Creamer’s attendance was leaked by a fellow partygoer who blogged: “I just got back from the post-signing ceremony celebration at the Interior Department. It was like a family reunion–young Obama staffers mixing with warriors from the ’93-’94 health care fight. I sat next to Bob Creamer, with whom I had been attending organizing meetings back to the early 1980s on passing national health reform.”

Let us leave aside for the moment the question of why federal departments are spending taxpayer dollars to throw parties celebrating the largest expansion of government in two generations, or why felons who failed to pay federal taxes are on the guest list. The real question is how America could have allowed itself to be led to this point, and what can be done to stop it from traveling further down the road to self-destruction.

Even from a sincere lefty point of view–if I can think myself back into the mindset of my teenage years–the bill is a travesty.

It subsidizes Big Pharma. It punishes the most vulnerable–the elderly and disabled–by cutting half a trillion dollars from Medicare and gutting home health care. It raises the costs of education by nationalizing the student loan market. And the benefits don’t begin for years, thanks to the bill’s accounting tricks.

But the real goal is more power, not better health care. The radical left has been trying to pass universal health care for decades before rising health care costs–party the result of government intervention–became a national issue. In 2006-7, Creamer, a political consultant with close White House ties, wrote a ten-point plan for passing the bill in a book he started while serving time in federal prison for check kiting and tax evasion. He explicitly intended his plan to be carried out in 2009.

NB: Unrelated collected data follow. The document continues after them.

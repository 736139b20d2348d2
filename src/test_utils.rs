use crate::mac_address::MacAddress;
use crate::measurement::Measurement;

/// A stable MAC address for unit tests.
pub const TEST_MAC: MacAddress = MacAddress([0xA4, 0xC1, 0x38, 0xAA, 0xBB, 0xCC]);

/// A second address for rotation tests.
pub const OTHER_MAC: MacAddress = MacAddress([0xA4, 0xC1, 0x38, 0x11, 0x22, 0x33]);

/// Build a `Measurement` with plausible room values and no battery estimate.
///
/// Tests can override just the fields they care about.
pub fn base_measurement(mac: MacAddress, timestamp: u64) -> Measurement {
    Measurement {
        mac,
        timestamp,
        temperature: 21.5,
        humidity: 45,
        voltage: 2.95,
        battery: None,
    }
}

/// Encode values into the 5-byte notification layout the sensor sends.
pub fn encode_payload(temperature: f64, humidity: u8, voltage: f64) -> Vec<u8> {
    let raw_temp = (temperature * 100.0).round() as i16;
    let raw_volt = (voltage * 1000.0).round() as u16;
    let mut payload = Vec::with_capacity(5);
    payload.extend_from_slice(&raw_temp.to_le_bytes());
    payload.push(humidity);
    payload.extend_from_slice(&raw_volt.to_le_bytes());
    payload
}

Creamer’s intentions had nothing to do with increasing access to health care, lowering its cost or increasing its quality. As he stated in his book, Listen to Your Mother: Stand Up Straight! How Progressives Can Win, health care was to be the first in a set of steps aimed at a radical redistribution of wealth and a massive increase in government control. He repeated this theme throughout the health care fight in his columns at the Huffington Post.

The second step he prescribed is sweeping immigration reform aimed at providing amnesty (and the vote) to millions of foreigners who are in the country illegally. And lo and behold, on the day the reconciliation bill passed the House of Representatives, a large pro-amnesty rally was held at the Washington Monument. Creamer promoted the rally on the Huffington Post, daring Republicans to oppose Democrats on the issue.

The White House and the Democrats in charge of Congress agree with Creamer that the health care bill leads the way to other radical changes. As Nancy Pelosi said in the days before the vote: “Once we kick through this door, there’ll be more legislation to follow.” If that proves true, it won’t be because Americans have become used to radical change, but because our elected officials have become used to ignoring us.